● **Task details**:
Please transcribe exactly, and only, the lines of the data below between the line holding "mod schema;" and the line holding "does not exist.", inclusive.

● **Material shown**:

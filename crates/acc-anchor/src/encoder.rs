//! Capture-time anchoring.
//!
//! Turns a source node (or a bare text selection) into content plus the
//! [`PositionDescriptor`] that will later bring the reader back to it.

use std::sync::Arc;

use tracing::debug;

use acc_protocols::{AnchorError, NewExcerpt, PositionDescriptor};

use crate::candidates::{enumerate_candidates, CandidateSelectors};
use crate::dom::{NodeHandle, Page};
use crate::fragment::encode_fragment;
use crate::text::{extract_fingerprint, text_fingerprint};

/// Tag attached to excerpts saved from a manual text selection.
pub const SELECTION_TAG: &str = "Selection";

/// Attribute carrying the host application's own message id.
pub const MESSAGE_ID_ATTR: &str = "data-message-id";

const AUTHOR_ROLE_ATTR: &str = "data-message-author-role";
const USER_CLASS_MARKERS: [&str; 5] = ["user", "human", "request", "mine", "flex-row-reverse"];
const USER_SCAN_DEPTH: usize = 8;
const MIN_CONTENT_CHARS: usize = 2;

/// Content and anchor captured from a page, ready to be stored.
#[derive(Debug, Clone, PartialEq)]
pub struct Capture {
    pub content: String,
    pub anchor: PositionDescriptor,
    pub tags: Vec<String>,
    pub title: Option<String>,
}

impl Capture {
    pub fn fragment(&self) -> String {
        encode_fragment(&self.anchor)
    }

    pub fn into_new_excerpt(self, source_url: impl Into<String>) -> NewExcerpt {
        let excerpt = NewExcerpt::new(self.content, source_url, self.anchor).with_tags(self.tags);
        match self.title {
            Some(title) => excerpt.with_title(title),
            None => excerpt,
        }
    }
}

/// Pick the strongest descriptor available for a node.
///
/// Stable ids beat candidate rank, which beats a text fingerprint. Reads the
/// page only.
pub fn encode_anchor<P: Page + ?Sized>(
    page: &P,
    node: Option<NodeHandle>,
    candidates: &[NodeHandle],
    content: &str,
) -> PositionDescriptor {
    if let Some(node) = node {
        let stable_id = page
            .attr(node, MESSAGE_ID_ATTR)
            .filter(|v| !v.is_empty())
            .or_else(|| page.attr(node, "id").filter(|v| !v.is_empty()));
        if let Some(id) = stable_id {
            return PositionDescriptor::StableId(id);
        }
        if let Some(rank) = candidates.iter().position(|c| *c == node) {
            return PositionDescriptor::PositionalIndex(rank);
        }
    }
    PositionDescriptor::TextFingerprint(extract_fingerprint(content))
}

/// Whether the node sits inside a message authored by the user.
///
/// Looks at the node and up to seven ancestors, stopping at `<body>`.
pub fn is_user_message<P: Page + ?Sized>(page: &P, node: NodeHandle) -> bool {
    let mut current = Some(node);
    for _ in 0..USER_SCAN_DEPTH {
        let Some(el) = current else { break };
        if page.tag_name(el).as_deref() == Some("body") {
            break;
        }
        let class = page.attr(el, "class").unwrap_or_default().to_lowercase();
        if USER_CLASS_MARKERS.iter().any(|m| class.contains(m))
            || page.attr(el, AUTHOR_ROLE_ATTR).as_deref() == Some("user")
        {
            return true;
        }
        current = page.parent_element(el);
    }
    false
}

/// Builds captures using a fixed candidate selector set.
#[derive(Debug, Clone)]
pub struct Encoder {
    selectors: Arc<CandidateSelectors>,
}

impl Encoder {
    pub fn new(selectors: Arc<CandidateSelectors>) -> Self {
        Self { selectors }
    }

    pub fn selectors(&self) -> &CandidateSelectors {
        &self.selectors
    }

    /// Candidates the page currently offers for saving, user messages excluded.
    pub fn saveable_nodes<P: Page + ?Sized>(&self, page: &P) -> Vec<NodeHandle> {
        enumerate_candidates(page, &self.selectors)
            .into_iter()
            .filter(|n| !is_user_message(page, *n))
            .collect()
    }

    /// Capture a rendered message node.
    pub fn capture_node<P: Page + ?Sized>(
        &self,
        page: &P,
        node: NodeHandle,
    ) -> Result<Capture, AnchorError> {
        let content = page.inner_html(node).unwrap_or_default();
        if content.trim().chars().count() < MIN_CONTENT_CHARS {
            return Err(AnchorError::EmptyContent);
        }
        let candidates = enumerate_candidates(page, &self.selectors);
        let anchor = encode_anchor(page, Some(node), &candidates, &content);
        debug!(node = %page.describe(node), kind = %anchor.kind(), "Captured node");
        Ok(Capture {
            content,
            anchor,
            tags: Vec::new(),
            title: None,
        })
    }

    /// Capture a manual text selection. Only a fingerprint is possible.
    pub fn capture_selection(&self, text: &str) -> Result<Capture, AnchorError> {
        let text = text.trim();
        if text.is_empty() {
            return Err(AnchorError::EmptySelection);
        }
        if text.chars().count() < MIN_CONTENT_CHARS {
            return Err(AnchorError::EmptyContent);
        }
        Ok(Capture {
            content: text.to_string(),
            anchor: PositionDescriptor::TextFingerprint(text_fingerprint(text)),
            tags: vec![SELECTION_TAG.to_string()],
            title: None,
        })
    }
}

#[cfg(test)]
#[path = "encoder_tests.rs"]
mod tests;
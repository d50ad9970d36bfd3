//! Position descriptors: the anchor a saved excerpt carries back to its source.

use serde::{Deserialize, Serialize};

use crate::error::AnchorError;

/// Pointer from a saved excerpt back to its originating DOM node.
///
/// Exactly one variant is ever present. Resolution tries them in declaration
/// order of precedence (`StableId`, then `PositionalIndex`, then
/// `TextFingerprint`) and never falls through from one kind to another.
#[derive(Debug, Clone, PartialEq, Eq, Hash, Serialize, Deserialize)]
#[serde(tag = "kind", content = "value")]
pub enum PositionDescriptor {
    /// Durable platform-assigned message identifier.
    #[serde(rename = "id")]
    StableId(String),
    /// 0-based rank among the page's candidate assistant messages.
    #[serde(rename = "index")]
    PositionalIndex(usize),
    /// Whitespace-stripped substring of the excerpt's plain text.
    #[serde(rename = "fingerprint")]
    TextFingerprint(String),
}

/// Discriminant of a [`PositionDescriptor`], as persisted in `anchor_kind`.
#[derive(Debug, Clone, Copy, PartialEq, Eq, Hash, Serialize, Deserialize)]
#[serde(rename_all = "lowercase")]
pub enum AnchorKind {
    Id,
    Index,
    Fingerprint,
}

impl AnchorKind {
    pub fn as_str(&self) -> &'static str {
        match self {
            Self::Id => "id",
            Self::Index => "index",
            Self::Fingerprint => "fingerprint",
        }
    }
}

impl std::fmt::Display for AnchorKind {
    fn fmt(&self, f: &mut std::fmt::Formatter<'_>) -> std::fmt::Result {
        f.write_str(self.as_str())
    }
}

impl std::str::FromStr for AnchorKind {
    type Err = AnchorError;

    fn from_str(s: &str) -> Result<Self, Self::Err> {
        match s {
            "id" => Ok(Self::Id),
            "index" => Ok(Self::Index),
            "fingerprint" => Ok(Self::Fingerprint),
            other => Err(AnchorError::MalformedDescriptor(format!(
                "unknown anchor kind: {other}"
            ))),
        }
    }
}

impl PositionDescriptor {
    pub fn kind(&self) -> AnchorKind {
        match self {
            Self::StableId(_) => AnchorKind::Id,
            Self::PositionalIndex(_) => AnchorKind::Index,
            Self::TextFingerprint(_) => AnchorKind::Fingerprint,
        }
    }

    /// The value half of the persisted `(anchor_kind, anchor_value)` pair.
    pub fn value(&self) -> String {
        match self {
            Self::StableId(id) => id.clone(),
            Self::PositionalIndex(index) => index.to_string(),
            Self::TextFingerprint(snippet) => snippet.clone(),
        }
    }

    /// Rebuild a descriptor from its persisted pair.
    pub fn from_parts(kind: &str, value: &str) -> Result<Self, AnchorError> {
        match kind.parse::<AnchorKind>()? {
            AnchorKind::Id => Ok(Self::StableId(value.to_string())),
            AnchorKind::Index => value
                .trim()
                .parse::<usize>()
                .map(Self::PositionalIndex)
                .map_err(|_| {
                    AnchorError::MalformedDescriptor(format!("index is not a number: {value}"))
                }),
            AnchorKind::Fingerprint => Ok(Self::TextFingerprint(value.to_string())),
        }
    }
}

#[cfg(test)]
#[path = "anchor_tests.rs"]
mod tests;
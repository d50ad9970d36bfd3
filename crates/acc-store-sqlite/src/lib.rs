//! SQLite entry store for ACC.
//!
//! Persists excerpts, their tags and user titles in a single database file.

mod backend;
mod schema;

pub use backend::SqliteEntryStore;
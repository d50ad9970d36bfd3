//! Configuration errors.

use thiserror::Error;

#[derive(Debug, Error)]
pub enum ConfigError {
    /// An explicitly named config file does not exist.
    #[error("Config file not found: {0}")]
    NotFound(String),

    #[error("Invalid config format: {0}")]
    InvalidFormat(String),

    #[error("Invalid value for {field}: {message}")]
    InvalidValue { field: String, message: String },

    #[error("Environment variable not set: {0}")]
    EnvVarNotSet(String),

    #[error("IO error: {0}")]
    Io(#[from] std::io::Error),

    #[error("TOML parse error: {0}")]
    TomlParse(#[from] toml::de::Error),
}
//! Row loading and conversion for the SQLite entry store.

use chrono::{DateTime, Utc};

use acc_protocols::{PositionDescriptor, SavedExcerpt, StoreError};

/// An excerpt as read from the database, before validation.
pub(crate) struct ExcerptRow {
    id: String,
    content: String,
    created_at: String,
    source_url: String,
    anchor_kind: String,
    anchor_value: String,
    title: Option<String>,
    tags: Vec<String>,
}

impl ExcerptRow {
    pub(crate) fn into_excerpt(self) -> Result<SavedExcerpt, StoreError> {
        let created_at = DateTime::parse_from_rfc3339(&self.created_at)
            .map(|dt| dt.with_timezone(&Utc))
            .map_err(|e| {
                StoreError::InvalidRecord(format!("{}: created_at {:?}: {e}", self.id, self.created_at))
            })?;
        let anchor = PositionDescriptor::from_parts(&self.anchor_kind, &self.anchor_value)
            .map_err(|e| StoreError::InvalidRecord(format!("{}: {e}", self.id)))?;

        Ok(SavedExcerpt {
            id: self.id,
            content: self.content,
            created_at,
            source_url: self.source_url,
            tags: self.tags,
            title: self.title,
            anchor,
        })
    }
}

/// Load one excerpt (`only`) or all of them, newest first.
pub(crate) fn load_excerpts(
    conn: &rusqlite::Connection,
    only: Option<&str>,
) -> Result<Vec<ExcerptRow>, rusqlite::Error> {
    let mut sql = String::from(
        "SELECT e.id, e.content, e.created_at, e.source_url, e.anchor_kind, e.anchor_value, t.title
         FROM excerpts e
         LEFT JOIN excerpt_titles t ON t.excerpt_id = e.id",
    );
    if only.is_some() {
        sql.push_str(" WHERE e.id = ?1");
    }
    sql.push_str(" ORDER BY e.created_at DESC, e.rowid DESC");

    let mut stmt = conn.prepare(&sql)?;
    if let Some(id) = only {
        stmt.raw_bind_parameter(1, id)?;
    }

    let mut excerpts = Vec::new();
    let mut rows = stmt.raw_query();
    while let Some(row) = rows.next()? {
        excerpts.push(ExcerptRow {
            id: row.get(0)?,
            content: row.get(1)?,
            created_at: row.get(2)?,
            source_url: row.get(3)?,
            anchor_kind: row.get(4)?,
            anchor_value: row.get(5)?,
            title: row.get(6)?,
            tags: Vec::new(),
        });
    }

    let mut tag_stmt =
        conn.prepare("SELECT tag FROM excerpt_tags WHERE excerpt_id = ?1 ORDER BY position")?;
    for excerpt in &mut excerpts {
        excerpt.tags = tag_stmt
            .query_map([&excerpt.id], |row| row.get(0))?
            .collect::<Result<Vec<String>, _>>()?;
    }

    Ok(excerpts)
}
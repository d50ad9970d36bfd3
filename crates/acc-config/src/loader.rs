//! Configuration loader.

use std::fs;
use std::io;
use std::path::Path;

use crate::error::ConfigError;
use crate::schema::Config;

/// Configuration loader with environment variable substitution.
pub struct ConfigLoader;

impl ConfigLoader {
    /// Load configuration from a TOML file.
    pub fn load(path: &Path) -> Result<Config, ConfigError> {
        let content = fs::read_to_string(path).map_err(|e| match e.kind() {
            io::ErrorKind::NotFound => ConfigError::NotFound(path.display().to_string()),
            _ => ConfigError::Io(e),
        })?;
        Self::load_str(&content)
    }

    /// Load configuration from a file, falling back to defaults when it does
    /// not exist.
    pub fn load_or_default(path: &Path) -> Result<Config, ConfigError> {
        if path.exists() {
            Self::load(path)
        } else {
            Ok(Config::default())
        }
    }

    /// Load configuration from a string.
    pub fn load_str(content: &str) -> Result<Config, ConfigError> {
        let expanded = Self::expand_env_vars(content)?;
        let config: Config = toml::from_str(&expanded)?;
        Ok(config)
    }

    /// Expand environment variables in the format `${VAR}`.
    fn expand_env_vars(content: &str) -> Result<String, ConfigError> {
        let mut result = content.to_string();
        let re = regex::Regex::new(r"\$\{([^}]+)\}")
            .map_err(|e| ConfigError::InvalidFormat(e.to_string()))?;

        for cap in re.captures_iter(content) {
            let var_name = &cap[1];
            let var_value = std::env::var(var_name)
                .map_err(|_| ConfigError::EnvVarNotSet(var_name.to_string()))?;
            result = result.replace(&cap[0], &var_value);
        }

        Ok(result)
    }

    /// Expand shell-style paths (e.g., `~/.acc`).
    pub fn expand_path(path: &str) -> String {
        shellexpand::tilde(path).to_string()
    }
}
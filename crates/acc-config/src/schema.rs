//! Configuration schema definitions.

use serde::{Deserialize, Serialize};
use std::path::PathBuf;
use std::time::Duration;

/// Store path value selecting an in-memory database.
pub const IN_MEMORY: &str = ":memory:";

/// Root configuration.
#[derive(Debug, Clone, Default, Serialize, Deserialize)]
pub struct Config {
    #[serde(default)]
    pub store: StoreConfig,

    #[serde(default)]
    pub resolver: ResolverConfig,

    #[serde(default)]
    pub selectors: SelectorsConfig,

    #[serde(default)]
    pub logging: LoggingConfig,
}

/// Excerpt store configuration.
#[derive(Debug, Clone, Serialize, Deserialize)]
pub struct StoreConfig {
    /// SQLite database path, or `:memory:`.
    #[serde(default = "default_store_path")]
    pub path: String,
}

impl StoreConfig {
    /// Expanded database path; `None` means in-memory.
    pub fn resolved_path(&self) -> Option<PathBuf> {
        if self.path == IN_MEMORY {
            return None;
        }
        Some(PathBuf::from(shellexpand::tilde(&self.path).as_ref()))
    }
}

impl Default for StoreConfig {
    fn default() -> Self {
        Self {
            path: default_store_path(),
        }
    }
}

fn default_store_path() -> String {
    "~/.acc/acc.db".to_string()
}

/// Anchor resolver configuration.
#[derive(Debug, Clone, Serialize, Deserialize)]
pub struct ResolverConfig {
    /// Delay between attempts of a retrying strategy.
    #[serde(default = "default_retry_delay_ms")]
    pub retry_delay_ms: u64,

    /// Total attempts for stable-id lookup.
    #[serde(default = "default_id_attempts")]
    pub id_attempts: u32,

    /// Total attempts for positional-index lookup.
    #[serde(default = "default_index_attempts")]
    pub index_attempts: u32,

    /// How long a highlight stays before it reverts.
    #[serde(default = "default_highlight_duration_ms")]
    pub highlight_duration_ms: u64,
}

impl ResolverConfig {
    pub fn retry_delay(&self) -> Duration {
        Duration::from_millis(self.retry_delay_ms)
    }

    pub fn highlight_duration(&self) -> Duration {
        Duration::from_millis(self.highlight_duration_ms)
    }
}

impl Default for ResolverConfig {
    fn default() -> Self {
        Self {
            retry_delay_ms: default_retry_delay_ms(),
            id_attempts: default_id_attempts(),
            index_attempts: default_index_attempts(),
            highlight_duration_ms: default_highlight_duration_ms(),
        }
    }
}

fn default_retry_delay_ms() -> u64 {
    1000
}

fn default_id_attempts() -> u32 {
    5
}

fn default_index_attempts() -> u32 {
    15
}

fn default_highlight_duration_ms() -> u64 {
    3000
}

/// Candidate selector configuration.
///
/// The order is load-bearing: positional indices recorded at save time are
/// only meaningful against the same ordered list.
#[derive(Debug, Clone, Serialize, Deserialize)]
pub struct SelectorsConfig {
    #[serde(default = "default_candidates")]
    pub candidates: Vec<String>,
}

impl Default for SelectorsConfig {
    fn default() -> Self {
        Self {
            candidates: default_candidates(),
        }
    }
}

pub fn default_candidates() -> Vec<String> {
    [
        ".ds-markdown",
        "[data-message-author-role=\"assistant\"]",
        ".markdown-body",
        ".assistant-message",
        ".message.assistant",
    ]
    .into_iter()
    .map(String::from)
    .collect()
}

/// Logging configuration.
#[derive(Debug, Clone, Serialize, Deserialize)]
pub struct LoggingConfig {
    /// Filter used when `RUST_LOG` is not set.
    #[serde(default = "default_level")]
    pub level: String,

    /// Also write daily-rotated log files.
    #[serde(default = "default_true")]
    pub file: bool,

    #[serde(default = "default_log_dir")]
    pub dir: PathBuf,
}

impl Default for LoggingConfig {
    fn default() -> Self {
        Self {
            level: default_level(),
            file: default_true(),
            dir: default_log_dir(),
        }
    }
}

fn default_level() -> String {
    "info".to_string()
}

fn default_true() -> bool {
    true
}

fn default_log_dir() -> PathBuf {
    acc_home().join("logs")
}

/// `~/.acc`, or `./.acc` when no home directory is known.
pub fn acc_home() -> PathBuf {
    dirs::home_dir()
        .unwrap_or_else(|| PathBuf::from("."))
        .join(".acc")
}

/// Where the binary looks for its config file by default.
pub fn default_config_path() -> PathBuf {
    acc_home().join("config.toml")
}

● **Completed task**:
mod schema;

pub use backend::SqliteEntryStore;
repository d50ad9970d36bfd3
//! Configuration errors.

use thiserror::Error;

#[derive(Debug, Error)]
pub enum ConfigError {
    /// An explicitly named config file does not exist.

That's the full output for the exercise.